Records >>
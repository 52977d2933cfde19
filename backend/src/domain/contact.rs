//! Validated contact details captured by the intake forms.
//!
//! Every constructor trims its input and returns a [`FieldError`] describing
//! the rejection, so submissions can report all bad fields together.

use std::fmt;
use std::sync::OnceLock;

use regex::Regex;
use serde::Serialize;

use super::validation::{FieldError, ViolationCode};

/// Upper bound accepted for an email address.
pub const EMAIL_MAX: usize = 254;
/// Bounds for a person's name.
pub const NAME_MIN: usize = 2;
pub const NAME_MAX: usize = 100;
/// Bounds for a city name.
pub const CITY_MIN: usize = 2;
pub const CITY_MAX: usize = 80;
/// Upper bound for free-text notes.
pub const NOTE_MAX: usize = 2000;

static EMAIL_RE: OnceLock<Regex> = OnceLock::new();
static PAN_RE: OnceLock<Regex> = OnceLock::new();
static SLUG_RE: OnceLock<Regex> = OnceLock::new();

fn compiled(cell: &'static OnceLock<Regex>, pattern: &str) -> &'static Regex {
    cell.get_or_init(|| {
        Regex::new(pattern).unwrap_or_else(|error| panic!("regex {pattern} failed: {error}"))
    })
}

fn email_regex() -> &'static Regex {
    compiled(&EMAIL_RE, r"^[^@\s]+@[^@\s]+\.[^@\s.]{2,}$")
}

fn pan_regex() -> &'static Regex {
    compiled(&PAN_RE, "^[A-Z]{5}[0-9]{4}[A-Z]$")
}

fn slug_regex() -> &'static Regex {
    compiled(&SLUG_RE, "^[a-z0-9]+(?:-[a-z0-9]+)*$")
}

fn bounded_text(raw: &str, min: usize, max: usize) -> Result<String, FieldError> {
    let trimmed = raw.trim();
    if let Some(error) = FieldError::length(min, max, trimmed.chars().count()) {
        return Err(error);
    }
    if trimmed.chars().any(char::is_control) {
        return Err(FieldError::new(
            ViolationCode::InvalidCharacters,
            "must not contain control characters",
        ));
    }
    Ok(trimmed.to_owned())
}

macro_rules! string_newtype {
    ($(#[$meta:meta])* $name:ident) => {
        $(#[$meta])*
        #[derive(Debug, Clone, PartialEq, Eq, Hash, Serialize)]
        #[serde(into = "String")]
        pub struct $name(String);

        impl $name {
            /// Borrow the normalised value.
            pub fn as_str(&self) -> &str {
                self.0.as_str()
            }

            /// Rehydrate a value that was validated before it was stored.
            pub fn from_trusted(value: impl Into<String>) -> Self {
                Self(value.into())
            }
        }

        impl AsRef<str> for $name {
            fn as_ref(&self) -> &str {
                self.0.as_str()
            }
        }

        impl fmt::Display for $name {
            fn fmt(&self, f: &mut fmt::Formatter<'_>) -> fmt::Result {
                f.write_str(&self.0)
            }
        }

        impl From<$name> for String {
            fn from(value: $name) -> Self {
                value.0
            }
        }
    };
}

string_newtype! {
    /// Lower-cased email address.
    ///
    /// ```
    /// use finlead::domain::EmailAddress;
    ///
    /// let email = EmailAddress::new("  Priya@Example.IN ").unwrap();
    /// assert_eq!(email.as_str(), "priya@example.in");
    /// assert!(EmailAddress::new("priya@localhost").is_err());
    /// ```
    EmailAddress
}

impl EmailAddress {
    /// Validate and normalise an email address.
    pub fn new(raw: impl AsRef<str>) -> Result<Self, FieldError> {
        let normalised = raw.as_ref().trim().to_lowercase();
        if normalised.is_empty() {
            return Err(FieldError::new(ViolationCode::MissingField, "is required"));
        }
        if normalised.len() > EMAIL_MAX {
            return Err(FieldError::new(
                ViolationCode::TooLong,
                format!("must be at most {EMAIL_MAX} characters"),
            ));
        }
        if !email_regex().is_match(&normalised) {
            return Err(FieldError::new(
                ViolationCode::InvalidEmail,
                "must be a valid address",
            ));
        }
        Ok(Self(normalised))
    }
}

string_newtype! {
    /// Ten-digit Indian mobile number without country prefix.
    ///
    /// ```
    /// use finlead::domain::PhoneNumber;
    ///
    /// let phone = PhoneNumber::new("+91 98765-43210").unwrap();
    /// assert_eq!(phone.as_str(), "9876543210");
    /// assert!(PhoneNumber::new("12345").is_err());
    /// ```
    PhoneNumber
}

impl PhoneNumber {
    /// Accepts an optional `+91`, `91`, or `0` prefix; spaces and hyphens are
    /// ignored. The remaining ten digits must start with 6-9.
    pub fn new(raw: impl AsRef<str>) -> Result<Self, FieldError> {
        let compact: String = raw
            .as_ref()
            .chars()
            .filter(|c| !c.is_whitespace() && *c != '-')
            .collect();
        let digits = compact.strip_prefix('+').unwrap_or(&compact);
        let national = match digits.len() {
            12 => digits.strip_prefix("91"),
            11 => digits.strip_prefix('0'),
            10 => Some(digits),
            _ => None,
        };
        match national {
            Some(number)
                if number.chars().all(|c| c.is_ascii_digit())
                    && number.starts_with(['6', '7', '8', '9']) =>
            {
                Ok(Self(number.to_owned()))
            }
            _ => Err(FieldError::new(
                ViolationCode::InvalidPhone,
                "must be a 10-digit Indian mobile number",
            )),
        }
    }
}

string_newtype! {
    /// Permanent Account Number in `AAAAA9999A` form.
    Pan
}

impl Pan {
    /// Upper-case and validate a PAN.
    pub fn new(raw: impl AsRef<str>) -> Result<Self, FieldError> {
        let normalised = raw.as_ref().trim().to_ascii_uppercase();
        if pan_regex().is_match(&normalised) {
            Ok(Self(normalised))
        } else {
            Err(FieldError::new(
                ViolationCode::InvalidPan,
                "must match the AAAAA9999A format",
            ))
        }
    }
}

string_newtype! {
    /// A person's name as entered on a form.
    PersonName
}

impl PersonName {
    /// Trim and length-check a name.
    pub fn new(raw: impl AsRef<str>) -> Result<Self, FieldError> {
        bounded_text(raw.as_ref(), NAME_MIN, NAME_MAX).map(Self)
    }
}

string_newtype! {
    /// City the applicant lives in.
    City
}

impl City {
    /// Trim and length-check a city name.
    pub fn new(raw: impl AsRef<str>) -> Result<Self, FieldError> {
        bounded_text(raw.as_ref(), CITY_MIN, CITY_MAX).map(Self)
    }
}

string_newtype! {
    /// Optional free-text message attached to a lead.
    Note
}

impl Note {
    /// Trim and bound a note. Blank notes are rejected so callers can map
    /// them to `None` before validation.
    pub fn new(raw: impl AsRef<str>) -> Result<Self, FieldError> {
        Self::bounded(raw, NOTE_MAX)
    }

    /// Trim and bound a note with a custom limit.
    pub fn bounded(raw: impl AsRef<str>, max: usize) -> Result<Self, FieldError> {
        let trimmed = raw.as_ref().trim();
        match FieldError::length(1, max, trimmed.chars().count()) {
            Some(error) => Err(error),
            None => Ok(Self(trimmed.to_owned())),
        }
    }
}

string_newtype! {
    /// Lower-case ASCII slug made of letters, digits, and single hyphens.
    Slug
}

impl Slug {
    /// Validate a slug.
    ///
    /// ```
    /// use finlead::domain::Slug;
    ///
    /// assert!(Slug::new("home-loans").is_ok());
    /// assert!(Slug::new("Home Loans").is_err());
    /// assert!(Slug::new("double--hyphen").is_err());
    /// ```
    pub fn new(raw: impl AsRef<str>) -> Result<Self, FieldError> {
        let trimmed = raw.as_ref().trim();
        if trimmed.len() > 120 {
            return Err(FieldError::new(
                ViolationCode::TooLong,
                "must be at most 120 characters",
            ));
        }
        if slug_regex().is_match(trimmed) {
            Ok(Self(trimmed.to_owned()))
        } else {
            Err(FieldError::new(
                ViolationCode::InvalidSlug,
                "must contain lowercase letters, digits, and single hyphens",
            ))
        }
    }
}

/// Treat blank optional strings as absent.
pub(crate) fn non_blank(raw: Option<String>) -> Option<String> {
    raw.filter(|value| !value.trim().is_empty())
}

Task directions >> Copy every line of the data above, beginning with the first and ending with the line that contains "use std::sync::OnceLock;", and give nothing more.

Solution for this exercise >>
repository 52977d2933cfde19
filename backend/src/domain/contact.rs
//! Validated contact details captured by the intake forms.
//!
//! Every constructor trims its input and returns a [`FieldError`] describing
//! the rejection, so submissions can report all bad fields together.

use std::fmt;
use std::sync::OnceLock;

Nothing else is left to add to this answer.